EXERCISE OBJECTIVE:
Restate the full set of records exactly, without adding or dropping a word.
----- EXTRACTED DATA -----
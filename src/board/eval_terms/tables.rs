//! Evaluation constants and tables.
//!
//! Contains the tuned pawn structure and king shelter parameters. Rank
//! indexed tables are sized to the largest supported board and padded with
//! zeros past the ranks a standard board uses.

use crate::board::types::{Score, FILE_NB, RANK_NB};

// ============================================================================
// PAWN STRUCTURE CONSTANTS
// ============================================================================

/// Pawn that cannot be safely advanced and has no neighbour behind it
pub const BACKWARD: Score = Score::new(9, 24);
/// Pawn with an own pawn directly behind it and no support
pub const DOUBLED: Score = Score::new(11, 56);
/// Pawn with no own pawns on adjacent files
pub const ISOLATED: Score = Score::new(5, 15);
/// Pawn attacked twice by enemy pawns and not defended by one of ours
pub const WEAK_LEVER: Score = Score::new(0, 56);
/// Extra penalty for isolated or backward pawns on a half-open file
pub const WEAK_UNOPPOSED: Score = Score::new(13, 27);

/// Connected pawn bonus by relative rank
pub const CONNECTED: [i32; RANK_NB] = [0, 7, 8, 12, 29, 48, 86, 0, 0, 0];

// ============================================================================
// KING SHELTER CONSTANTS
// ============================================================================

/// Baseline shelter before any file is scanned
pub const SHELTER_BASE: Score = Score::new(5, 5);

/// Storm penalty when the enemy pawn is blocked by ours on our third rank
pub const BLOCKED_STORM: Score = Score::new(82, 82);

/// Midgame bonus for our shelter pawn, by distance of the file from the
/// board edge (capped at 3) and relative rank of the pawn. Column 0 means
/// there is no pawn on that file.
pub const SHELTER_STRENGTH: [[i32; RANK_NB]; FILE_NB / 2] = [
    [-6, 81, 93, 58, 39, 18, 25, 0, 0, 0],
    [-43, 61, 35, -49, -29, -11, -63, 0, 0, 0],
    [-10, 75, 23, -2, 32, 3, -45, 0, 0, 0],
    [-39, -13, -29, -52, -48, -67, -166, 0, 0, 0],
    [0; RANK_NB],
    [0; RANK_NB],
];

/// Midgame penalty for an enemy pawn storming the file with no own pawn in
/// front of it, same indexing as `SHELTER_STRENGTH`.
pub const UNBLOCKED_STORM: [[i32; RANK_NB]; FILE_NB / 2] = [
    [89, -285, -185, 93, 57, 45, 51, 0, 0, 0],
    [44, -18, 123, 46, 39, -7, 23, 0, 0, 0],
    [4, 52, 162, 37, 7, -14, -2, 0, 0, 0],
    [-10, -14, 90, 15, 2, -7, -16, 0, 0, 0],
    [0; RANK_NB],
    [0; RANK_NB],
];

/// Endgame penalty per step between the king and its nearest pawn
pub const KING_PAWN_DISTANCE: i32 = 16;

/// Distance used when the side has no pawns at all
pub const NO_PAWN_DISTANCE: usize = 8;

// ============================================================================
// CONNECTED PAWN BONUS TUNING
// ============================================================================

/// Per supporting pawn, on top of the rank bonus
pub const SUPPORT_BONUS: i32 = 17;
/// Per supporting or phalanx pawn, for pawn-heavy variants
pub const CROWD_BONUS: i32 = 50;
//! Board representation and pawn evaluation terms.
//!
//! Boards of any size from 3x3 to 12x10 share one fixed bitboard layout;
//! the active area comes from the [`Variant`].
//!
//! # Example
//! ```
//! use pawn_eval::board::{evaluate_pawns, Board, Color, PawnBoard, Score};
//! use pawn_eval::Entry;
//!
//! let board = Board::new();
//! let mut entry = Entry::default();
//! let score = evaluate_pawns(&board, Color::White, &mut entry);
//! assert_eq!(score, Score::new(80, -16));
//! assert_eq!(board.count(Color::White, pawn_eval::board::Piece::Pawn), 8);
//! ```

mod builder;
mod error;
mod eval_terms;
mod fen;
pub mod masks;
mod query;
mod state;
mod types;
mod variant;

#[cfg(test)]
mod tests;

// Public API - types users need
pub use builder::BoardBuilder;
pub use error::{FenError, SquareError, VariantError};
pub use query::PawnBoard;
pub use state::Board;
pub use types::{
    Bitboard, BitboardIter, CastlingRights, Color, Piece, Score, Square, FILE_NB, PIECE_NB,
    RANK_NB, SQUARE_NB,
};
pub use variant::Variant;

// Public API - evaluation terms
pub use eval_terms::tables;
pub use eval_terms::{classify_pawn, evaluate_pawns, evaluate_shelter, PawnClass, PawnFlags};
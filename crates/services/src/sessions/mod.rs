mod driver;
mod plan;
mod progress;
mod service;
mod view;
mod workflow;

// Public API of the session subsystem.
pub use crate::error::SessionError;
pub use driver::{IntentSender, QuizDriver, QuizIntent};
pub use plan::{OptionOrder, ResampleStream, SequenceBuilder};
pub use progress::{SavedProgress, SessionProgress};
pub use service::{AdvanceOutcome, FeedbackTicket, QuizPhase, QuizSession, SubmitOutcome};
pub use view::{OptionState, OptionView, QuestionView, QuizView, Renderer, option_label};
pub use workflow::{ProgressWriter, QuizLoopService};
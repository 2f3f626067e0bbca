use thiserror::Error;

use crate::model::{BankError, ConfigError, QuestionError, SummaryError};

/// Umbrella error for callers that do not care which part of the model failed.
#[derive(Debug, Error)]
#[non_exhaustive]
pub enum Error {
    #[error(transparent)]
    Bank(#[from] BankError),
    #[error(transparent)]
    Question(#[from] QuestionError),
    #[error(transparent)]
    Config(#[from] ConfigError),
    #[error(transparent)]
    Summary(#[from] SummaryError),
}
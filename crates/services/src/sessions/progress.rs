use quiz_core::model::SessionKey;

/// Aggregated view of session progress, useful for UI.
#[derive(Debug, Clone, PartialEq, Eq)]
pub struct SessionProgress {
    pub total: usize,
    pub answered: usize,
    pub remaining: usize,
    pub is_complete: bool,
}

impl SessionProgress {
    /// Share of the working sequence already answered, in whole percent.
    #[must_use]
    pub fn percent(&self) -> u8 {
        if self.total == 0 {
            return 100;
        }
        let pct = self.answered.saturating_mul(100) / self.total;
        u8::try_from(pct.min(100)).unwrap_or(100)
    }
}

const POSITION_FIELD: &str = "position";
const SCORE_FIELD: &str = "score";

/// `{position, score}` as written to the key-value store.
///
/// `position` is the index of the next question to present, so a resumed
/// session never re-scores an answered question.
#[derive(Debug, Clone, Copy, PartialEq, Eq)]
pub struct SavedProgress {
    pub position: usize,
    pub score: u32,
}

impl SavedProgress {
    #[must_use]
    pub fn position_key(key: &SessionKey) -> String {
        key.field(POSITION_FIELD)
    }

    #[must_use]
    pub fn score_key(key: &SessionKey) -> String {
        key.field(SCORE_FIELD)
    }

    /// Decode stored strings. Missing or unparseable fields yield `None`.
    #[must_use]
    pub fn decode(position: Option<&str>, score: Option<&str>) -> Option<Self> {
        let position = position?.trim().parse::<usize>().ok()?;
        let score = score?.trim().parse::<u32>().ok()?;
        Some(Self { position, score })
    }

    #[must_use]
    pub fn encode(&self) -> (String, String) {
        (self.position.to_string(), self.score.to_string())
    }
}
-----
TASK SOLUTION:
filename src/board/eval_terms/tables.rs
//! Evaluation constants and tables.
//!
//! Contains the tuned pawn structure and king shelter parameters. Rank
//! indexed tables are sized to the largest supported board and padded with
//! zeros past the ranks a standard board uses.

use crate::board::types::{Score, FILE_NB, RANK_NB};

// ============================================================================
// PAWN STRUCTURE CONSTANTS
// ============================================================================

/// Pawn that cannot be safely advanced and has no neighbour behind it
pub const BACKWARD: Score = Score::new(9, 24);
/// Pawn with an own pawn directly behind it and no support
pub const DOUBLED: Score = Score::new(11, 56);
/// Pawn with no own pawns on adjacent files
pub const ISOLATED: Score = Score::new(5, 15);
/// Pawn attacked twice by enemy pawns and not defended by one of ours
pub const WEAK_LEVER: Score = Score::new(0, 56);
/// Extra penalty for isolated or backward pawns on a half-open file
pub const WEAK_UNOPPOSED: Score = Score::new(13, 27);

/// Connected pawn bonus by relative rank
pub const CONNECTED: [i32; RANK_NB] = [0, 7, 8, 12, 29, 48, 86, 0, 0, 0];

// ============================================================================
// KING SHELTER CONSTANTS
// ============================================================================

/// Baseline shelter before any file is scanned
pub const SHELTER_BASE: Score = Score::new(5, 5);

/// Storm penalty when the enemy pawn is blocked by ours on our third rank
pub const BLOCKED_STORM: Score = Score::new(82, 82);

/// Midgame bonus for our shelter pawn, by distance of the file from the
/// board edge (capped at 3) and relative rank of the pawn. Column 0 means
/// there is no pawn on that file.
pub const SHELTER_STRENGTH: [[i32; RANK_NB]; FILE_NB / 2] = [
    [-6, 81, 93, 58, 39, 18, 25, 0, 0, 0],
    [-43, 61, 35, -49, -29, -11, -63, 0, 0, 0],
    [-10, 75, 23, -2, 32, 3, -45, 0, 0, 0],
    [-39, -13, -29, -52, -48, -67, -166, 0, 0, 0],
    [0; RANK_NB],
    [0; RANK_NB],
];

/// Midgame penalty for an enemy pawn storming the file with no own pawn in
/// front of it, same indexing as `SHELTER_STRENGTH`.
pub const UNBLOCKED_STORM: [[i32; RANK_NB]; FILE_NB / 2] = [
    [89, -285, -185, 93, 57, 45, 51, 0, 0, 0],
    [44, -18, 123, 46, 39, -7, 23, 0, 0, 0],
    [4, 52, 162, 37, 7, -14, -2, 0, 0, 0],
    [-10, -14, 90, 15, 2, -7, -16, 0, 0, 0],
    [0; RANK_NB],
    [0; RANK_NB],
];

/// Endgame penalty per step between the king and its nearest pawn
pub const KING_PAWN_DISTANCE: i32 = 16;

/// Distance used when the side has no pawns at all
pub const NO_PAWN_DISTANCE: usize = 8;

// ============================================================================
// CONNECTED PAWN BONUS TUNING
// ============================================================================

/// Per supporting pawn, on top of the rank bonus
pub const SUPPORT_BONUS: i32 = 17;
/// Per supporting or phalanx pawn, for pawn-heavy variants
pub const CROWD_BONUS: i32 = 50;
//! Board representation and pawn evaluation terms.
//!
//! Boards of any size from 3x3 to 12x10 share one fixed bitboard layout;
//! the active area comes from the [`Variant`].
//!
//! # Example
//! ```
//! use pawn_eval::board::{evaluate_pawns, Board, Color, PawnBoard, Score};
//! use pawn_eval::Entry;
//!
//! let board = Board::new();
//! let mut entry = Entry::default();
//! let score = evaluate_pawns(&board, Color::White, &mut entry);
//! assert_eq!(score, Score::new(80, -16));
//! assert_eq!(board.count(Color::White, pawn_eval::board::Piece::Pawn), 8);
//! ```

mod builder;
mod error;
mod eval_terms;
mod fen;
pub mod masks;
mod query;
mod state;
mod types;
mod variant;

#[cfg(test)]
mod tests;

// Public API - types users need
pub use builder::BoardBuilder;
pub use error::{FenError, SquareError, VariantError};
pub use query::PawnBoard;
pub use state::Board;
pub use types::{
    Bitboard, BitboardIter, CastlingRights, Color, Piece, Score, Square, FILE_NB, PIECE_NB,
    RANK_NB, SQUARE_NB,
};
pub use variant::Variant;

// Public API - evaluation terms
pub use eval_terms::tables;
pub use eval_terms::{classify_pawn, evaluate_pawns, evaluate_shelter, PawnClass, PawnFlags};
filename crates/services/src/sessions/mod.rs
mod driver;
mod plan;
mod progress;
mod service;
mod view;
mod workflow;

// Public API of the session subsystem.
pub use crate::error::SessionError;
pub use driver::{IntentSender, QuizDriver, QuizIntent};
pub use plan::{OptionOrder, ResampleStream, SequenceBuilder};
pub use progress::{SavedProgress, SessionProgress};
pub use service::{AdvanceOutcome, FeedbackTicket, QuizPhase, QuizSession, SubmitOutcome};
pub use view::{OptionState, OptionView, QuestionView, QuizView, Renderer, option_label};
pub use workflow::{ProgressWriter, QuizLoopService};
repository 2f3f626067e0bbca
use thiserror::Error;

use crate::model::{BankError, ConfigError, QuestionError, SummaryError};

/// Umbrella error for callers that do not care which part of the model failed.
#[derive(Debug, Error)]
#[non_exhaustive]
pub enum Error {
    #[error(transparent)]
    Bank(#[from] BankError),
    #[error(transparent)]
    Question(#[from] QuestionError),
    #[error(transparent)]
    Config(#[from] ConfigError),
    #[error(transparent)]
    Summary(#[from] SummaryError),
}
filename crates/services/src/sessions/progress.rs
use quiz_core::model::SessionKey;

/// Aggregated view of session progress, useful for UI.
#[derive(Debug, Clone, PartialEq, Eq)]
pub struct SessionProgress {
    pub total: usize,
    pub answered: usize,
    pub remaining: usize,
    pub is_complete: bool,
}

impl SessionProgress {
    /// Share of the working sequence already answered, in whole percent.
    #[must_use]
    pub fn percent(&self) -> u8 {
        if self.total == 0 {
            return 100;
        }
        let pct = self.answered.saturating_mul(100) / self.total;
        u8::try_from(pct.min(100)).unwrap_or(100)
    }
}

const POSITION_FIELD: &str = "position";
const SCORE_FIELD: &str = "score";

/// `{position, score}` as written to the key-value store.
///
/// `position` is the index of the next question to present, so a resumed
/// session never re-scores an answered question.
#[derive(Debug, Clone, Copy, PartialEq, Eq)]
pub struct SavedProgress {
    pub position: usize,
    pub score: u32,
}

impl SavedProgress {
    #[must_use]
    pub fn position_key(key: &SessionKey) -> String {
        key.field(POSITION_FIELD)
    }

    #[must_use]
    pub fn score_key(key: &SessionKey) -> String {
        key.field(SCORE_FIELD)
    }

    /// Decode stored strings. Missing or unparseable fields yield `None`.
    #[must_use]
    pub fn decode(position: Option<&str>, score: Option<&str>) -> Option<Self> {
        let position = position?.trim().parse::<usize>().ok()?;
        let score = score?.trim().parse::<u32>().ok()?;
        Some(Self { position, score })
    }

    #[must_use]
    pub fn encode(&self) -> (String, String) {
        (self.position.to_string(), self.score.to_string())
    }
}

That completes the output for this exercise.